Bug 1667257
| Summary: | [rhos-prio] When creating ~600 security group rules using heat, with more than 1 heat-engine thread, neutron server is getting hammered and it eventually timeouts | ||||||
|---|---|---|---|---|---|---|---|
| Product: | Red Hat OpenStack | Reporter: | David Vallee Delisle <dvd> | ||||
| Component: | openstack-heat | Assignee: | Zane Bitter <zbitter> | ||||
| Status: | CLOSED NOTABUG | QA Contact: | Ronnie Rasouli <rrasouli> | ||||
| Severity: | urgent | Docs Contact: | |||||
| Priority: | urgent | ||||||
| Version: | 10.0 (Newton) | CC: | bhaley, mburns, njohnston, ramishra, sbaker, shardy, zbitter | ||||
| Target Milestone: | async | Keywords: | Triaged, ZStream | ||||
| Target Release: | 10.0 (Newton) | ||||||
| Hardware: | Unspecified | ||||||
| OS: | Unspecified | ||||||
| Whiteboard: | |||||||
| Fixed In Version: | Doc Type: | If docs needed, set a value | |||||
| Doc Text: | Story Points: | --- | |||||
| Clone Of: | 1665239 | Environment: | |||||
| Last Closed: | 2019-05-30 16:01:00 UTC | Type: | --- | ||||
| Regression: | --- | Mount Type: | --- | ||||
| Documentation: | --- | CRM: | |||||
| Verified Versions: | Category: | --- | |||||
| oVirt Team: | --- | RHEL 7.3 requirements from Atomic Host: | |||||
| Cloudforms Team: | --- | Target Upstream Version: | |||||
| Embargoed: | |||||||
| Bug Depends On: | 1665239, 1776950 | ||||||
| Bug Blocks: | |||||||
| Attachments: |
|
||||||
|
Description
David Vallee Delisle
2019-01-17 21:04:43 UTC
Setting the number of worker to 1 is not an appropriate workaround for the customer. It took 1h41m to create ~600 rules with 1 worker, customer has 4000 rules to create. It would take more than 7h. They need to create this stack on multiple deployments. Blocking other tenants from working with heat for 7h, every time they need to create or update that stack is not acceptable. There is a patch in Ocata that would serve to slow down the creation a bit by adding a 1s delay before starting each resource that is a root of the dependency graph (i.e. doesn't depend on anything): https://review.openstack.org/445355 However, with 4000 rules to create and even the initial ones taking 1-2s, this would probably be insufficient anyway. The best way to solve this, especially in OSP 10, would be in the template itself. Hopefully with 4000 rules the template is being autogenerated and not constructed by hand? Start by picking a batch size, n. For the first n resources, you don't need to do anything.

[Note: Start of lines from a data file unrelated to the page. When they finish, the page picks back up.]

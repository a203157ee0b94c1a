//! # Configuration
//!
//! Environment-driven settings shared by the three processes.
//!
//! Every field has a sensible default so a local run against a default
//! NATS broker needs no configuration at all. Values are read from
//! `RANKED_PRICES_*` environment variables (e.g.
//! `RANKED_PRICES_BROKER_URL`, `RANKED_PRICES_RPC_TIMEOUT_MS`).
//!
//! # Examples
//!
//! ```
//! use ranked_prices::config::Settings;
//!
//! let settings = Settings::default();
//! assert_eq!(settings.ranking_queue, "ranking_queue");
//! assert_eq!(settings.page_size, 100);
//! ```

use crate::infrastructure::messaging::BackoffConfig;
use serde::Deserialize;
use std::time::Duration;

/// Default broker URL.
const DEFAULT_BROKER_URL: &str = "nats://localhost:4222";

/// Default RPC reply deadline in milliseconds.
const DEFAULT_RPC_TIMEOUT_MS: u64 = 10_000;

/// Default HTTP bind address.
const DEFAULT_HTTP_BIND: &str = "0.0.0.0:6667";

/// Default upstream page size.
const DEFAULT_PAGE_SIZE: u32 = 100;

/// Default upper bound on upstream pages per ranking request.
const DEFAULT_MAX_PAGES: u32 = 10;

/// Default upstream HTTP timeout in milliseconds.
const DEFAULT_UPSTREAM_TIMEOUT_MS: u64 = 5_000;

/// Default quote currency.
const DEFAULT_QUOTE_CURRENCY: &str = "USD";

/// Default top-by-volume endpoint.
const DEFAULT_RANKING_API_URL: &str = "https://min-api.cryptocompare.com/data/top/totalvolfull";

/// Default batch quote endpoint.
const DEFAULT_PRICES_API_URL: &str =
    "https://pro-api.coinmarketcap.com/v1/cryptocurrency/quotes/latest";

/// Process settings, loaded from the environment.
#[derive(Debug, Clone, Deserialize)]
pub struct Settings {
    /// Broker URL.
    #[serde(default = "default_broker_url")]
    pub broker_url: String,
    /// Well-known queue for ranking requests.
    #[serde(default = "default_ranking_queue")]
    pub ranking_queue: String,
    /// Well-known queue for price requests.
    #[serde(default = "default_prices_queue")]
    pub prices_queue: String,
    /// Client-side reply deadline in milliseconds.
    #[serde(default = "default_rpc_timeout_ms")]
    pub rpc_timeout_ms: u64,
    /// Bind address for the HTTP front end.
    #[serde(default = "default_http_bind")]
    pub http_bind: String,
    /// Upstream ranking page size.
    #[serde(default = "default_page_size")]
    pub page_size: u32,
    /// Upper bound on upstream pages per ranking request.
    #[serde(default = "default_max_pages")]
    pub max_pages: u32,
    /// Upstream HTTP timeout in milliseconds.
    #[serde(default = "default_upstream_timeout_ms")]
    pub upstream_timeout_ms: u64,
    /// Quote currency for both upstreams.
    #[serde(default = "default_quote_currency")]
    pub quote_currency: String,
    /// Top-by-volume endpoint URL.
    #[serde(default = "default_ranking_api_url")]
    pub ranking_api_url: String,
    /// API key for the ranking source, if required.
    #[serde(default)]
    pub ranking_api_key: Option<String>,
    /// Batch quote endpoint URL.
    #[serde(default = "default_prices_api_url")]
    pub prices_api_url: String,
    /// API key for the price source, if required.
    #[serde(default)]
    pub prices_api_key: Option<String>,
}

fn default_broker_url() -> String {
    DEFAULT_BROKER_URL.to_string()
}

fn default_ranking_queue() -> String {
    "ranking_queue".to_string()
}

fn default_prices_queue() -> String {
    "prices_queue".to_string()
}

fn default_rpc_timeout_ms() -> u64 {
    DEFAULT_RPC_TIMEOUT_MS
}

fn default_http_bind() -> String {
    DEFAULT_HTTP_BIND.to_string()
}

fn default_page_size() -> u32 {
    DEFAULT_PAGE_SIZE
}

fn default_max_pages() -> u32 {
    DEFAULT_MAX_PAGES
}

fn default_upstream_timeout_ms() -> u64 {
    DEFAULT_UPSTREAM_TIMEOUT_MS
}

fn default_quote_currency() -> String {
    DEFAULT_QUOTE_CURRENCY.to_string()
}

fn default_ranking_api_url() -> String {
    DEFAULT_RANKING_API_URL.to_string()
}

fn default_prices_api_url() -> String {
    DEFAULT_PRICES_API_URL.to_string()
}

impl Default for Settings {
    fn default() -> Self {
        Self {
            broker_url: default_broker_url(),
            ranking_queue: default_ranking_queue(),
            prices_queue: default_prices_queue(),
            rpc_timeout_ms: default_rpc_timeout_ms(),
            http_bind: default_http_bind(),
            page_size: default_page_size(),
            max_pages: default_max_pages(),
            upstream_timeout_ms: default_upstream_timeout_ms(),
            quote_currency: default_quote_currency(),
            ranking_api_url: default_ranking_api_url(),
            ranking_api_key: None,
            prices_api_url: default_prices_api_url(),
            prices_api_key: None,
        }
    }
}

impl Settings {
    /// Loads settings from `RANKED_PRICES_*` environment variables,
    /// falling back to the defaults.
    ///
    /// # Errors
    ///
    /// Returns a [`config::ConfigError`] if a provided value cannot be
    /// parsed into its field type.
    pub fn from_env() -> Result<Self, config::ConfigError> {
        config::Config::builder()
            .add_source(config::Environment::with_prefix("RANKED_PRICES"))
            .build()?
            .try_deserialize()
    }

    /// Returns the RPC reply deadline as a duration.
    #[must_use]
    pub fn rpc_timeout(&self) -> Duration {
        Duration::from_millis(self.rpc_timeout_ms)
    }

    /// Returns the broker connection retry policy.
    #[must_use]
    pub fn backoff(&self) -> BackoffConfig {
        BackoffConfig::default()
    }
}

For the next n, add a depends_on in each to make it require (a different) one of the first n. For the third n, make each depend on one from the second n, and so on. This will ensure that only n resources are being created in parallel. e.g. for n=10: a b c d e f g h i j ^ ^ ^ ^ ^ ^ ^ ^ ^ ^ | | | | | | | | | | (depends_on) k l m n o p q r s t ^ ^ ^ ^ ^ ^ | | | | | | (depends_on) u v w x y z You can then tune the batch size to whatever works without overwhelming neutron. Each worker can process more than one resource (it switches between greenthreads while waiting for I/O), so with 144 workers it's likely that it's trying to do substantially all of the resources at roughly the same time. I would start by generating a template with a batch sixe of say 20 and seeing how it goes from there. Created attachment 1521555 [details]
Script to fix up template
Oops, I should have been updating the neutron bug, 1665239, will do that now. The neutron bug is waiting for QA now. https://bugzilla.redhat.com/show_bug.cgi?id=1665239 Fixed in neutron. |